Data records.
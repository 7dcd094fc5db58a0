use std::fs;
use std::io::{self, IsTerminal, Write};
use std::path::Path;
use std::time::Instant;

use anyhow::{Context, Result, anyhow, bail};
use chrono::Utc;
use explorer_cli::{
    Osc52Clipboard, PrintFallback, build_location, load_config, resolve_config_path, save_theme,
};
use explorer_core::{
    CopyOutcome, ExplorerConfig, ExplorerSession, LoadError, Theme, copy_with_fallback,
    load_dataset, load_dataset_from_reader,
};
use explorer_model::{Dataset, Setting};
use explorer_render::{PageLayout, PageOptions, render_load_error, render_page};
use tracing::{debug, info, info_span};

use crate::cli::{
    LinkArgs, ListArgs, RenderArgs, SettingArgs, ThemeAction, ThemeArgs, ThemeChoice, ViewArgs,
};
use crate::summary::{
    facets_table, selected_version, setting_table, settings_table, shortcuts_table,
};

pub fn run_list(config: Option<&Path>, args: &ListArgs) -> Result<()> {
    let session = open_session(config, &args.view)?;
    println!("{}", settings_table(&session, args.limit));
    println!("{}", session.summary());
    Ok(())
}

pub fn run_facets(config: Option<&Path>, args: &ViewArgs) -> Result<()> {
    let session = open_session(config, args)?;
    println!("{}", facets_table(&session));
    println!("{}", session.summary());
    Ok(())
}

pub fn run_show(config: Option<&Path>, args: &SettingArgs) -> Result<()> {
    let session = open_session(config, &args.view)?;
    let setting = find_setting(&session, &args.name)?;
    println!("{}", setting_table(setting, selected_version(&session)));
    Ok(())
}

pub fn run_render(config: Option<&Path>, args: &RenderArgs) -> Result<()> {
    let span = info_span!("render", dataset = %args.view.dataset.display());
    let _guard = span.enter();

    let mut options = PageOptions {
        generated_at: Some(Utc::now()),
        ..PageOptions::default()
    };
    if let Some(title) = &args.title {
        options.title.clone_from(title);
    }

    let mut config = load_preferences(config);
    if let Some(theme) = args.theme {
        config.general.dark_mode = matches!(theme, ThemeChoice::Dark);
    }
    let page = match read_dataset(&args.view.dataset) {
        Ok(dataset) => {
            let now = Instant::now();
            let session = start_session(config, dataset, &args.view, now)?;
            let layout = args
                .hide_facets
                .iter()
                .fold(PageLayout::default(), |layout, facet| {
                    layout.without((*facet).into())
                });
            render_page(&session, &layout, &options, now).context("render page")?
        }
        Err(error) => {
            // The page still gets written so a broken build is visible.
            let page = render_load_error(&error, &options).context("render error page")?;
            write_output(args.output.as_deref(), &page)?;
            return Err(error).context("load dataset");
        }
    };
    write_output(args.output.as_deref(), &page)?;
    if let Some(path) = &args.output {
        info!(path = %path.display(), bytes = page.len(), "page written");
    }
    Ok(())
}

pub fn run_link(config: Option<&Path>, args: &LinkArgs) -> Result<()> {
    let session = open_session(config, &args.setting.view)?;
    let setting = find_setting(&session, &args.setting.name)?;
    let link = session.link_for(setting);
    if args.no_copy {
        println!("{link}");
        return Ok(());
    }

    let stderr = io::stderr();
    let is_terminal = stderr.is_terminal();
    let mut primary = Osc52Clipboard::new(stderr.lock(), is_terminal);
    let mut fallback = PrintFallback::new(io::stdout().lock());
    match copy_with_fallback(&mut primary, &mut fallback, link.as_str()) {
        CopyOutcome::Primary => eprintln!("Copied {link}"),
        CopyOutcome::Fallback => debug!("link printed instead of copied"),
        CopyOutcome::Abandoned => debug!("link could not be delivered"),
    }
    Ok(())
}

pub fn run_theme(config: Option<&Path>, args: &ThemeArgs) -> Result<()> {
    let path = resolve_config_path(config)
        .ok_or_else(|| anyhow!("no config directory available; pass --config"))?;
    let current = Theme::from_dark_mode(ExplorerConfig::load_or_default(&path).general.dark_mode);
    let theme = match args.action {
        None => {
            println!("{}", current.as_str());
            return Ok(());
        }
        Some(ThemeAction::Light) => Theme::Light,
        Some(ThemeAction::Dark) => Theme::Dark,
        Some(ThemeAction::Toggle) => current.toggled(),
    };
    save_theme(&path, theme).with_context(|| format!("save {}", path.display()))?;
    println!("{}", theme.as_str());
    Ok(())
}

pub fn run_shortcuts() -> Result<()> {
    println!("{}", shortcuts_table());
    Ok(())
}

fn load_preferences(config: Option<&Path>) -> ExplorerConfig {
    load_config(resolve_config_path(config).as_deref())
}

fn open_session(config: Option<&Path>, view: &ViewArgs) -> Result<ExplorerSession> {
    let span = info_span!("dataset", path = %view.dataset.display());
    let _guard = span.enter();
    let dataset = read_dataset(&view.dataset).context("load dataset")?;
    start_session(load_preferences(config), dataset, view, Instant::now())
}

fn start_session(
    config: ExplorerConfig,
    dataset: Dataset,
    view: &ViewArgs,
    now: Instant,
) -> Result<ExplorerSession> {
    let page = config
        .display
        .page_url()
        .with_context(|| format!("invalid page_url {:?}", config.display.page_url))?;
    let location = build_location(&page, view.filters.url.as_deref(), &view.filters.overrides());
    debug!(%location, "opening session");
    let mut session = ExplorerSession::open(config, location);
    session.attach_dataset(dataset, now);
    Ok(session)
}

fn read_dataset(path: &Path) -> std::result::Result<Dataset, LoadError> {
    if path.as_os_str() == "-" {
        load_dataset_from_reader(io::stdin().lock())
    } else {
        load_dataset(path)
    }
}

fn find_setting<'a>(session: &'a ExplorerSession, name: &str) -> Result<&'a Setting> {
    let dataset = session
        .dataset()
        .ok_or_else(|| anyhow!("dataset not loaded"))?;
    let scopes = &session.state().scopes;
    let in_scope = dataset
        .iter()
        .find(|(scope, setting)| setting.name == name && scopes.contains(scope))
        .map(|(_, setting)| setting);
    match in_scope.or_else(|| dataset.find_any(name)) {
        Some(setting) => Ok(setting),
        None => bail!("no setting named {name:?}"),
    }
}

fn write_output(path: Option<&Path>, page: &str) -> Result<()> {
    match path {
        Some(path) => fs::write(path, page).with_context(|| format!("write {}", path.display())),
        None => {
            let mut stdout = io::stdout().lock();
            stdout.write_all(page.as_bytes()).context("write stdout")?;
            stdout.flush().context("flush stdout")
        }
    }
}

Work instructions.
Could you write out only the lines of the listing above from the one that contains "Some(path) => fs::write(path, page).with_context(||" through its final line, exactly and inclusive?

Answer to the problem.
        Some(path) => fs::write(path, page).with_context(|| format!("write {}", path.display())),
        None => {
            let mut stdout = io::stdout().lock();
            stdout.write_all(page.as_bytes()).context("write stdout")?;
            stdout.flush().context("flush stdout")
        }
    }
}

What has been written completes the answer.